Data format selection

When working with AWS Glue, the choice of data format depends on your specific use case and requirements. There are several common data formats, each with its own advantages and considerations. Here are some popular data formats and when to use them in AWS Glue:

1. Parquet

Parquet is often considered one of the best data formats for AWS Glue, especially for analytics and data warehousing use cases. It has several advantages:

Columnar storage: Parquet stores data in a columnar format, making it highly efficient for analytics queries that involve reading specific columns.
Compression: Parquet provides excellent compression, reducing storage costs.
Schema evolution: It supports schema evolution, making it easier to handle changes in data structure over time.
Considerations: Parquet is well-suited for read-heavy workloads, but it may not be the best choice if you have frequent write operations or if you need human-readable data files.
Use case: Parquet stands out as a preferred choice for data warehousing due to its efficient columnar storage and compression, catering to the needs of storing and querying large datasets. Its adaptability extends to machine learning applications, where frameworks like TensorFlow and PyTorch find seamless integration. Additionally, Parquet’s support for streaming writes makes it a viable option for real-time analytics.
Example: An online product retailer might utilize Parquet to swiftly query and generate reports from its extensive product catalog.
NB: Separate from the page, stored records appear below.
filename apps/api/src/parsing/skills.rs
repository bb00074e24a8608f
//! Fallback skills extractor.
//!
//! Labeled lines (`Languages: Python, Go`) are authoritative. Only when none
//! exist does the extractor fall back to a vocabulary scan of the whole text.

use std::sync::LazyLock;

use regex::Regex;

use crate::models::resume::SkillSet;
use crate::parsing::sections::{find_section, SKILLS_KEYWORDS};

const MAX_LABELED_SKILL_LEN: usize = 30;

/// Structural labels that group skills. Never emitted as a skill.
pub const CATEGORY_LABELS: &[&str] = &[
    "Languages",
    "Frontend",
    "Backend",
    "Databases",
    "DevOps",
    "Tools",
    "Frameworks",
    "Cloud",
    "Infrastructure",
];

/// Technology names recognized anywhere in the text.
pub const COMMON_SKILLS: &[&str] = &[
    "JavaScript", "TypeScript", "Python", "Java", "C++", "C#", "Ruby", "Rust", "PHP", "Swift",
    "Kotlin", "React", "Angular", "Vue", "Next.js", "Node.js", "Express", "Django", "Flask",
    "Spring", "Laravel", "HTML", "HTML5", "CSS", "CSS3", "Sass", "SCSS", "Tailwind",
    "Tailwind CSS", "Bootstrap", "Material UI", "MongoDB", "PostgreSQL", "MySQL", "Redis",
    "Firebase", "Supabase", "GraphQL", "REST", "REST APIs", "AWS", "Azure", "GCP", "Docker",
    "Kubernetes", "Jenkins", "CI/CD", "Git", "GitHub", "GitLab", "GitHub Actions", "Vite",
    "Webpack", "Babel", "ESLint", "Jest", "Mocha", "Cypress", "Figma", "Photoshop",
    "Illustrator", "XD", "Agile", "Scrum", "Jira", "Linux", "Unix", "Machine Learning",
    "TensorFlow", "PyTorch", "Data Science", "Responsive Design", "UI Optimization", "UI/UX",
    "Accessibility", "Postman", "VS Code", "IntelliJ", "Android", "iOS",
];

/// Tokens too short or too common to trust outside a skills section.
pub const STRICT_SKILLS: &[&str] = &["AI", "Go", "R"];

static LABELED_LINE_RE: LazyLock<Regex> = LazyLock::new(|| {
    Regex::new(
        r"(?im)^[ \t|•*-]*(?:Programming(?:[ \t]+Languages?)?|Languages?|Front[- ]?end|Back[- ]?end|Databases?|Data[ \t]*Stores?|DevOps|Cloud|Infrastructure|Tools?|Utilities|Frameworks?)[ \t]*[:|][ \t]*([^\n]+)",
    )
    .expect("valid regex")
});

static LIST_SPLIT_RE: LazyLock<Regex> =
    LazyLock::new(|| Regex::new(r"[,;|]").expect("valid regex"));

/// One matcher per vocabulary entry, bounded by non-alphanumerics so `C++`
/// and `Node.js` match as whole tokens.
static COMMON_SKILL_MATCHERS: LazyLock<Vec<(&'static str, Regex)>> = LazyLock::new(|| {
    COMMON_SKILLS
        .iter()
        .map(|skill| {
            let pattern = format!(
                r"(?i)(?:^|[^A-Za-z0-9]){}(?:[^A-Za-z0-9]|$)",
                regex::escape(skill)
            );
            (*skill, Regex::new(&pattern).expect("valid regex"))
        })
        .collect()
});

static STRICT_SKILL_MATCHERS: LazyLock<Vec<(&'static str, Regex)>> = LazyLock::new(|| {
    STRICT_SKILLS
        .iter()
        .map(|skill| {
            let pattern = format!(r"(?:^|[,\s;|•·–-]){}(?:[,\s;|•·–-]|$)", regex::escape(skill));
            (*skill, Regex::new(&pattern).expect("valid regex"))
        })
        .collect()
});

pub fn is_category_label(value: &str) -> bool {
    let value = value.trim();
    CATEGORY_LABELS
        .iter()
        .any(|label| label.eq_ignore_ascii_case(value))
}

pub fn extract_skills_from_text(text: &str) -> SkillSet {
    let labeled = labeled_skills(text);
    if !labeled.is_empty() {
        return labeled;
    }

    let mut skills: SkillSet = COMMON_SKILL_MATCHERS
        .iter()
        .filter(|(_, re)| re.is_match(text))
        .map(|(skill, _)| *skill)
        .collect();

    if let Some(section) = find_section(text, SKILLS_KEYWORDS) {
        for (skill, re) in STRICT_SKILL_MATCHERS.iter() {
            if re.is_match(section) {
                skills.insert(*skill);
            }
        }
    }
    skills
}

fn labeled_skills(text: &str) -> SkillSet {
    LABELED_LINE_RE
        .captures_iter(text)
        .flat_map(|caps| {
            LIST_SPLIT_RE
                .split(&caps[1])
                .map(|token| token.trim().trim_end_matches('.').trim().to_string())
                .collect::<Vec<_>>()
        })
        .filter(|token| is_labeled_skill_token(token))
        .collect()
}

fn is_labeled_skill_token(token: &str) -> bool {
    !token.is_empty()
        && token.chars().count() <= MAX_LABELED_SKILL_LEN
        && token.starts_with(|c: char| c.is_ascii_alphabetic())
        && !is_category_label(token)
}

#[cfg(test)]
mod tests {
    use super::*;

    fn names(skills: &SkillSet) -> Vec<&str> {
        skills.iter().collect()
    }

    #[test]
    fn test_labeled_lines_win() {
        let text = "SKILLS\nLanguages: Python, Go\nFrontend | React; CSS\nDocker is mentioned in prose";
        let skills = extract_skills_from_text(text);
        assert_eq!(names(&skills), vec!["Python", "Go", "React", "CSS"]);
    }

    #[test]
    fn test_table_rows_are_labeled_lines() {
        let text = "| Languages | Java, JavaScript |\n| Databases | MongoDB |";
        let skills = extract_skills_from_text(text);
        assert!(skills.contains("Java"));
        assert!(skills.contains("JavaScript"));
        assert!(skills.contains("MongoDB"));
        assert!(!skills.iter().any(is_category_label));
    }

    #[test]
    fn test_labeled_tokens_filtered() {
        let text = "Tools: Git, 3D printing, Backend, a very long tool name that keeps on going forever";
        let skills = extract_skills_from_text(text);
        assert_eq!(names(&skills), vec!["Git"]);
    }

    #[test]
    fn test_labeled_duplicates_removed() {
        let text = "Languages: Python, python\nBackend: PYTHON, Django";
        let skills = extract_skills_from_text(text);
        assert_eq!(names(&skills), vec!["Python", "Django"]);
    }

    #[test]
    fn test_vocabulary_fallback() {
        let text = "Built services in Node.js and C++ with Docker on AWS.";
        let skills = extract_skills_from_text(text);
        assert!(skills.contains("Node.js"));
        assert!(skills.contains("C++"));
        assert!(skills.contains("Docker"));
        assert!(skills.contains("AWS"));
        assert!(!skills.contains("Java"));
    }

    #[test]
    fn test_vocabulary_needs_word_boundaries() {
        let skills = extract_skills_from_text("Javanese gitlabish reactor");
        assert!(skills.is_empty());
    }

    #[test]
    fn test_strict_skills_only_inside_skills_section() {
        let prose = "I will Go to the AI lab and R&D floor.\nExperience with Docker.";
        assert!(!extract_skills_from_text(prose).contains("Go"));

        let text = "Summary of work with Docker\nSKILLS\nDocker • Go • R, AI\n";
        let skills = extract_skills_from_text(text);
        assert!(skills.contains("Go"));
        assert!(skills.contains("R"));
        assert!(skills.contains("AI"));
    }

    #[test]
    fn test_nothing_found() {
        assert!(extract_skills_from_text("hello there").is_empty());
    }
}
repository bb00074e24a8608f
mod config;
mod errors;
mod llm_client;
mod models;
mod parsing;
mod routes;
mod state;

use anyhow::Result;
use std::net::SocketAddr;
use std::sync::Arc;
use tower_http::{cors::CorsLayer, trace::TraceLayer};
use tracing::{info, warn};
use tracing_subscriber::{layer::SubscriberExt, util::SubscriberInitExt, EnvFilter};

use crate::config::Config;
use crate::llm_client::{CompletionSource, DisabledSource, LlmClient};
use crate::routes::build_router;
use crate::state::AppState;

#[tokio::main]
async fn main() -> Result<()> {
    let config = Config::from_env()?;

    // Initialize structured logging
    tracing_subscriber::registry()
        .with(
            EnvFilter::try_from_default_env()
                .unwrap_or_else(|_| EnvFilter::new(config.log_directives())),
        )
        .with(tracing_subscriber::fmt::layer())
        .init();

    info!("Starting resume API v{}", env!("CARGO_PKG_VERSION"));

    let source: Arc<dyn CompletionSource> = match &config.hf_access_token {
        Some(token) => {
            let client = LlmClient::new(token.clone())?;
            info!("LLM client initialized (model: {})", llm_client::MODEL);
            Arc::new(client)
        }
        None => {
            warn!("HF_ACCESS_TOKEN not set; every request uses the fallback extractors");
            Arc::new(DisabledSource)
        }
    };
    info!("Primary source budget: {}s", config.primary_timeout_secs);

    let state = AppState {
        source,
        config: config.clone(),
    };

    let app = build_router(state)
        .layer(TraceLayer::new_for_http())
        .layer(CorsLayer::permissive());

    let addr: SocketAddr = format!("0.0.0.0:{}", config.port).parse()?;
    info!("Listening on {addr}");

    let listener = tokio::net::TcpListener::bind(addr).await?;
    axum::serve(listener, app).await?;

    Ok(())
}
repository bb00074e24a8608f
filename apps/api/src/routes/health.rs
use axum::Json;
use serde_json::{json, Value};

/// GET /health
/// Returns a simple status object with service version.
pub async fn health_handler() -> Json<Value> {
    Json(json!({
        "status": "ok",
        "version": env!("CARGO_PKG_VERSION"),
        "service": "resume-api"
    }))
}
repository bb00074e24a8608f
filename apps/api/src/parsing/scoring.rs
use crate::models::resume::ParsedResume;

/// Weight each recovered field contributes to the confidence score.
#[derive(Debug, Clone)]
pub struct ConfidenceWeights {
    pub email: f64,
    pub name: f64,
    pub experience: f64,
    pub education: f64,
    pub skills: f64,
}

impl Default for ConfidenceWeights {
    fn default() -> Self {
        Self {
            email: 1.0,
            name: 1.0,
            experience: 2.0,
            education: 1.0,
            skills: 1.0,
        }
    }
}

impl ConfidenceWeights {
    fn total(&self) -> f64 {
        self.email + self.name + self.experience + self.education + self.skills
    }
}

/// Weighted coverage ratio of the recovered fields, in [0, 1].
/// Only meaningful for results produced without the primary source.
pub fn score_confidence(resume: &ParsedResume, weights: &ConfidenceWeights) -> f64 {
    let possible = weights.total();
    if possible <= 0.0 {
        return 0.0;
    }

    let info = &resume.personal_info;
    let achieved = [
        (!info.email.is_empty(), weights.email),
        (!info.name.is_empty(), weights.name),
        (!resume.experience.is_empty(), weights.experience),
        (!resume.education.is_empty(), weights.education),
        (!resume.skills.is_empty(), weights.skills),
    ]
    .iter()
    .filter(|(present, _)| *present)
    .map(|(_, weight)| weight)
    .sum::<f64>();

    (achieved / possible).clamp(0.0, 1.0)
}

#[cfg(test)]
mod tests {
    use super::*;
    use crate::models::resume::{EducationEntry, ExperienceEntry, PersonalInfo, SkillSet};

    #[test]
    fn test_empty_resume_scores_zero() {
        let score = score_confidence(&ParsedResume::default(), &ConfidenceWeights::default());
        assert_eq!(score, 0.0);
    }

    #[test]
    fn test_full_resume_scores_one() {
        let resume = ParsedResume {
            personal_info: PersonalInfo {
                name: "Jane Doe".into(),
                email: "jane@x.com".into(),
                ..Default::default()
            },
            experience: vec![ExperienceEntry::default()],
            education: vec![EducationEntry::default()],
            skills: ["Go"].into_iter().collect::<SkillSet>(),
            ..Default::default()
        };
        assert_eq!(score_confidence(&resume, &ConfidenceWeights::default()), 1.0);
    }

    #[test]
    fn test_experience_counts_double() {
        let resume = ParsedResume {
            experience: vec![ExperienceEntry::default()],
            ..Default::default()
        };
        let score = score_confidence(&resume, &ConfidenceWeights::default());
        assert!((score - 2.0 / 6.0).abs() < 1e-9);
    }

    #[test]
    fn test_zero_weights_do_not_divide_by_zero() {
        let weights = ConfidenceWeights {
            email: 0.0,
            name: 0.0,
            experience: 0.0,
            education: 0.0,
            skills: 0.0,
        };
        assert_eq!(score_confidence(&ParsedResume::default(), &weights), 0.0);
    }
}
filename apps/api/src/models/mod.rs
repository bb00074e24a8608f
pub mod resume;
2. ORC (Optimized Row Columnar)

ORC is a suitable choice for similar use cases as Parquet, particularly in data warehousing and analytics. Its advantages are:

Efficient compression: ORC offers high compression rates, reducing storage costs.
Columnar storage: Similar to Parquet, ORC’s columnar storage makes it suitable for analytical queries.
Lightweight indexes: ORC includes lightweight indexes that can speed up query performance.
Considerations: ORC is a format optimized for Hive and may have slightly different performance characteristics compared to Parquet in certain scenarios. Choose between ORC and Parquet based on your specific needs and the tools you use.
Use case: Similar to Parquet, ORC is highly regarded in data warehousing and machine learning environments, offering optimal performance and features. Its optimization for Hadoop Distributed File System (HDFS) makes it particularly suitable for storing data on that platform. Notably, ORC’s support for schema evolution enables dynamic changes to datasets, a valuable feature for managing frequently evolving data.
Example: A financial services company could leverage ORC to store and analyze transaction data, identifying trends and patterns efficiently.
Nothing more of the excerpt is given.